The task. Begin at the line containing "self.id != other.id" in the entries below and end at the line containing "#[derive(Debug, Clone, Default, PartialEq)]"; transcribe that range exactly and nothing outside it.

☆ ☆ ☆

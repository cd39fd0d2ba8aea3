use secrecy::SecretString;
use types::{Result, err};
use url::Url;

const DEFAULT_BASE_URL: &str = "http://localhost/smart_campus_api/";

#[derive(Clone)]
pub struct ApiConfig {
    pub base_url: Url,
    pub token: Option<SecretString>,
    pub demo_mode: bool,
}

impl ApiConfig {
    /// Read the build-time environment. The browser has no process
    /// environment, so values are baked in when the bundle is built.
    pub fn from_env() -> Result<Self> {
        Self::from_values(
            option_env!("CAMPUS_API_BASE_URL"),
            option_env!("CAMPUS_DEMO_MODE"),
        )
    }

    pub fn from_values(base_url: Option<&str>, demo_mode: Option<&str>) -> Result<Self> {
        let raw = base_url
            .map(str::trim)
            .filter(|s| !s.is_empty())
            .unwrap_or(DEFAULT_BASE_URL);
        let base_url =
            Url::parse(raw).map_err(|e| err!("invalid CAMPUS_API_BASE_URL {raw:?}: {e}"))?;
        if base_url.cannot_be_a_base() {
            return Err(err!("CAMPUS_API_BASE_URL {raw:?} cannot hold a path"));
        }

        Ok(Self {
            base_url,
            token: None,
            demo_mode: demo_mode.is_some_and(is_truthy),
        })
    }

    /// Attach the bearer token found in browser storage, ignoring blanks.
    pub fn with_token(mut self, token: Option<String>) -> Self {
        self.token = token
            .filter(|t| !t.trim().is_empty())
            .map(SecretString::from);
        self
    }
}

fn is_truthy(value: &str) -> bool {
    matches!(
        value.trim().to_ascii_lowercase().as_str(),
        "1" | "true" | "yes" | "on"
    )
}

☆ ☆ ☆

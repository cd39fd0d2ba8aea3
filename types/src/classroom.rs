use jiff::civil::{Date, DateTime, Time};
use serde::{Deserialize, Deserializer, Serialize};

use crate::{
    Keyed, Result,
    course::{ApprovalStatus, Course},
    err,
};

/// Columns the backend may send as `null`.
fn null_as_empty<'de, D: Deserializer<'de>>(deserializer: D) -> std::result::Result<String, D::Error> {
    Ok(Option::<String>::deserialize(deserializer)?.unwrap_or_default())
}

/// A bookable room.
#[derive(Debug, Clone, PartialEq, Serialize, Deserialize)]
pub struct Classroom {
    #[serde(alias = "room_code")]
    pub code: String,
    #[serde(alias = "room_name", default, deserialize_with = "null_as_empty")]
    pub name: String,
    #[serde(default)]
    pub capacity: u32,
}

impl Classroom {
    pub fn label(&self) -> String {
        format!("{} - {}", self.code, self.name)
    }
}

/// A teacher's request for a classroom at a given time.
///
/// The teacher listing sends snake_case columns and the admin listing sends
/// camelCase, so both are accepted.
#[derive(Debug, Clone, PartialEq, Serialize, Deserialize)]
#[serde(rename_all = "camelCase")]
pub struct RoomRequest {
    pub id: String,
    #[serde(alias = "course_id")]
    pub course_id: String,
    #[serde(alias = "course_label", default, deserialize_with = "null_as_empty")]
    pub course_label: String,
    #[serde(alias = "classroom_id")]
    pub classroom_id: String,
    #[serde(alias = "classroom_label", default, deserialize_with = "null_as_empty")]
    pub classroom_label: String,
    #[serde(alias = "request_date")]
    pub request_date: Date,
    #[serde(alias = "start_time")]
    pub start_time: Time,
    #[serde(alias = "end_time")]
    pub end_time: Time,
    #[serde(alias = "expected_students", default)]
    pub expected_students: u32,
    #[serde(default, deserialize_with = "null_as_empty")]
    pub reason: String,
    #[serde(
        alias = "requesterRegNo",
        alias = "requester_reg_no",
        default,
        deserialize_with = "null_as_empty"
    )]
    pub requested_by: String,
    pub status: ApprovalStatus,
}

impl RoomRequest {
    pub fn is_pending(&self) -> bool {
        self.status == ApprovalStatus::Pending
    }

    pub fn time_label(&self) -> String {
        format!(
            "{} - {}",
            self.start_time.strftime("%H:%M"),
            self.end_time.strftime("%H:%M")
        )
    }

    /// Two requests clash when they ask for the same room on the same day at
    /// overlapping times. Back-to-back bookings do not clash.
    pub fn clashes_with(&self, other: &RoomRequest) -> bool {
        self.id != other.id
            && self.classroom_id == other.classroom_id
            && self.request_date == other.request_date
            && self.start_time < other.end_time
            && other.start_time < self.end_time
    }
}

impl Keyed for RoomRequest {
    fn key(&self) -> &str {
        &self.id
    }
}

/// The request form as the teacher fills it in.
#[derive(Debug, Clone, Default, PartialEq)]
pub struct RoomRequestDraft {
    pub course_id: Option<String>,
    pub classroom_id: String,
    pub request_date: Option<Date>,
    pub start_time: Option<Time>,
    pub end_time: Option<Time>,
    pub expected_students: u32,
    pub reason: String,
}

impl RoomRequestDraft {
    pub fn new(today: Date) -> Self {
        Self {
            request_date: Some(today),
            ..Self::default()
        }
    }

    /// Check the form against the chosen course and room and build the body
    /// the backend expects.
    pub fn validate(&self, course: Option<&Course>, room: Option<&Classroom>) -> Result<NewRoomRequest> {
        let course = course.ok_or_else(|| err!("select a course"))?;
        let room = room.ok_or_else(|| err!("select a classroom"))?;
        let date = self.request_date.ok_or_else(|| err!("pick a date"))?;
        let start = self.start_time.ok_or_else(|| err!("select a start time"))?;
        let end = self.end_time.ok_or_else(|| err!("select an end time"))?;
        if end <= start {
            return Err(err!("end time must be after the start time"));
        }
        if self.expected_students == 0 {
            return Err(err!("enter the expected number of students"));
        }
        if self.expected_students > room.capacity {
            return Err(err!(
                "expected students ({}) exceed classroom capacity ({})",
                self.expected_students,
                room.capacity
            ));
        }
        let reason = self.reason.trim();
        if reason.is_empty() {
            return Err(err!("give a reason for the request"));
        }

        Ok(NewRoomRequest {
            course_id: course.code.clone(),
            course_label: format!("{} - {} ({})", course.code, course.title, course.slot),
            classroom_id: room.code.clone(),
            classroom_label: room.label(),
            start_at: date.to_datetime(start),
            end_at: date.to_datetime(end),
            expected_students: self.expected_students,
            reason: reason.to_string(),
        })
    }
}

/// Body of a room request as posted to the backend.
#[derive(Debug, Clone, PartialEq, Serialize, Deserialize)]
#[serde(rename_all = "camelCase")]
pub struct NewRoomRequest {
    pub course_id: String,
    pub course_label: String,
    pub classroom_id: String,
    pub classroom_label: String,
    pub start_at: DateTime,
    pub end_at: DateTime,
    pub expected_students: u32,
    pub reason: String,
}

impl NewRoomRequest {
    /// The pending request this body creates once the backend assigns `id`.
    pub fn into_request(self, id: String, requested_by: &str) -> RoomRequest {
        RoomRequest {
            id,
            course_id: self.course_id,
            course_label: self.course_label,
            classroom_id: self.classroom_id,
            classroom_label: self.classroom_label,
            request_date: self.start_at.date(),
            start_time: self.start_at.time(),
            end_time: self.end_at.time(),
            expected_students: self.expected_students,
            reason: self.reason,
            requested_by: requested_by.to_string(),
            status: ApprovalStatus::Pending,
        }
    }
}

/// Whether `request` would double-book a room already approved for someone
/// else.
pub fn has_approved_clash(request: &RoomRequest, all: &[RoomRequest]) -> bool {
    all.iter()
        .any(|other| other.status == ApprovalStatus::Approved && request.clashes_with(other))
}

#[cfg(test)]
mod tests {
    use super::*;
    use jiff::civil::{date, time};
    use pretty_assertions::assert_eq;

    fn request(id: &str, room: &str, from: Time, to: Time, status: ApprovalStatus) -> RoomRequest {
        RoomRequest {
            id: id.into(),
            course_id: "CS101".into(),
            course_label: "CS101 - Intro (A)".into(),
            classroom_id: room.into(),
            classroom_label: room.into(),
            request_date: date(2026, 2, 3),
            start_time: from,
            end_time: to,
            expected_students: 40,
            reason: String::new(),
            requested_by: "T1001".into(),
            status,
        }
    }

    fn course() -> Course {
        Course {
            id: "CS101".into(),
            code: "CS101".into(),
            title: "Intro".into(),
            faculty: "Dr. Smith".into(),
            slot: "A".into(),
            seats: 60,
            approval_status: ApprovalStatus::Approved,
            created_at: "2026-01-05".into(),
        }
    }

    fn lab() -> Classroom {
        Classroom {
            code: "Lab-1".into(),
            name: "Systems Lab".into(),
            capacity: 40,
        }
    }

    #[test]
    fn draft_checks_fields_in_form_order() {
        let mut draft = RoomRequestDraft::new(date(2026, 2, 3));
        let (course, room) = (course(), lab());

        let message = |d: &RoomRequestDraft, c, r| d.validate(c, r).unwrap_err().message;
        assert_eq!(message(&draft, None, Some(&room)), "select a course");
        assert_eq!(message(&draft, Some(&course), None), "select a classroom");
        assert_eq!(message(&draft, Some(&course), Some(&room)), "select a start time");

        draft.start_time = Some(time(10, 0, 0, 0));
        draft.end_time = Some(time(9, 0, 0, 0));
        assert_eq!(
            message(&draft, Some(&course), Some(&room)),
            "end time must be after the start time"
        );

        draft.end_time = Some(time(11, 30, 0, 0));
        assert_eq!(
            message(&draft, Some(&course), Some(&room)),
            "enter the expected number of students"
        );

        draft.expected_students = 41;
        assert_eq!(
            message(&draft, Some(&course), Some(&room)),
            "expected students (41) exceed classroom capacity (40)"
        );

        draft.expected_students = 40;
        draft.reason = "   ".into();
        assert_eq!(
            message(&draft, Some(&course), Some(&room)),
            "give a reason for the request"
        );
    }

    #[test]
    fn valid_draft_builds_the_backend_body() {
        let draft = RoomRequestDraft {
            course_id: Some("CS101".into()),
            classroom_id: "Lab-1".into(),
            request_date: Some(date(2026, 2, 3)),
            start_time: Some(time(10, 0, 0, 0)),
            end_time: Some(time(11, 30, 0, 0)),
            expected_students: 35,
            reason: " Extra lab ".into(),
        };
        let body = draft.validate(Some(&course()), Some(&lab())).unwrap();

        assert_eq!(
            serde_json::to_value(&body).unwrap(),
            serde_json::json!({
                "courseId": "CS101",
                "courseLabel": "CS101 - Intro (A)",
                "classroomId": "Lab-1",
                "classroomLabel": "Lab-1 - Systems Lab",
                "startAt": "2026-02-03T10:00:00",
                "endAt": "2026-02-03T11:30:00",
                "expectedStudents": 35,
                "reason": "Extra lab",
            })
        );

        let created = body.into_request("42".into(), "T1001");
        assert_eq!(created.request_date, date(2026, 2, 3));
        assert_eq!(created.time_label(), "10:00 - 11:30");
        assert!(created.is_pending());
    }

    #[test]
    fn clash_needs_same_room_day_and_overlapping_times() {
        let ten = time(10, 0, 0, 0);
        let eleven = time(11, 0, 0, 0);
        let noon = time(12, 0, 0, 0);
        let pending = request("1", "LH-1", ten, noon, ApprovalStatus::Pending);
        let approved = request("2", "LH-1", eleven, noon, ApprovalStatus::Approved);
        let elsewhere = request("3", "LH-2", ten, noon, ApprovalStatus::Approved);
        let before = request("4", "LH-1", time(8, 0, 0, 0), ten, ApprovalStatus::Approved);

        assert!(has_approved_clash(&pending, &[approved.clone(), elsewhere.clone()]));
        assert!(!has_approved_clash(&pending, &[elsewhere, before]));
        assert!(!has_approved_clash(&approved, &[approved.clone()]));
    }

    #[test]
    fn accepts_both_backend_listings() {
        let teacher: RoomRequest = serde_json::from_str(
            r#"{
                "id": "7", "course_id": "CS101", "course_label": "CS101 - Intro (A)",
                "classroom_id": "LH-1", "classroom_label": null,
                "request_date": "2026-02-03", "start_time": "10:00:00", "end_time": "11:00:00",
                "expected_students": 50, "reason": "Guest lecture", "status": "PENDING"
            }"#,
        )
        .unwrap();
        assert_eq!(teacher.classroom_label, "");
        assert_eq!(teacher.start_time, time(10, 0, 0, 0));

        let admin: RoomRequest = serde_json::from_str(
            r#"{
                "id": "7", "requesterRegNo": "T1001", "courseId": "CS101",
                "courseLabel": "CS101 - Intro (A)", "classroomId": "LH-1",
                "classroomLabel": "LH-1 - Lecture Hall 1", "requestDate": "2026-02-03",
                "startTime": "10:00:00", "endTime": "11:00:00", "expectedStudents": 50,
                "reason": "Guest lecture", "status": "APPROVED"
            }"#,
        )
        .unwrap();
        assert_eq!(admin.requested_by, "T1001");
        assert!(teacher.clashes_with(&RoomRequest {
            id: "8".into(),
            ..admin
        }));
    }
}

☆ ☆ ☆

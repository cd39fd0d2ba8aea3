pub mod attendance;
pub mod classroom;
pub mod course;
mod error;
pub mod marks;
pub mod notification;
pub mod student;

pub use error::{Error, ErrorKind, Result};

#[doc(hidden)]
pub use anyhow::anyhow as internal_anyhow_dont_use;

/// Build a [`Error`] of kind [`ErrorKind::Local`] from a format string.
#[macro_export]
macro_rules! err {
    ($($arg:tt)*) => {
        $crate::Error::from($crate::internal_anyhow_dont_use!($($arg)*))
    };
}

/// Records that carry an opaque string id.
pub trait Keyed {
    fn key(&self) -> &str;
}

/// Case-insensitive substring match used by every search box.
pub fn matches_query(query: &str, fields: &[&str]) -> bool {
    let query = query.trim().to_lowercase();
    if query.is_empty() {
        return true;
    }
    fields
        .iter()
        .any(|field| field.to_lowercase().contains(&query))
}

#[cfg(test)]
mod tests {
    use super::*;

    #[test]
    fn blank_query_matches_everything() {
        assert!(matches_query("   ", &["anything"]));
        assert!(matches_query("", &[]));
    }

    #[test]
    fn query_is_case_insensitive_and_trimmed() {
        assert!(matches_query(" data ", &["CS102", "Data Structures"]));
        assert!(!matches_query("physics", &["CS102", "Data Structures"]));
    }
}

☆ ☆ ☆

Solution.
        self.id != other.id
            && self.classroom_id == other.classroom_id
            && self.request_date == other.request_date
            && self.start_time < other.end_time
            && other.start_time < self.end_time
    }
}

impl Keyed for RoomRequest {
    fn key(&self) -> &str {
        &self.id
    }
}

/// The request form as the teacher fills it in.
#[derive(Debug, Clone, Default, PartialEq)]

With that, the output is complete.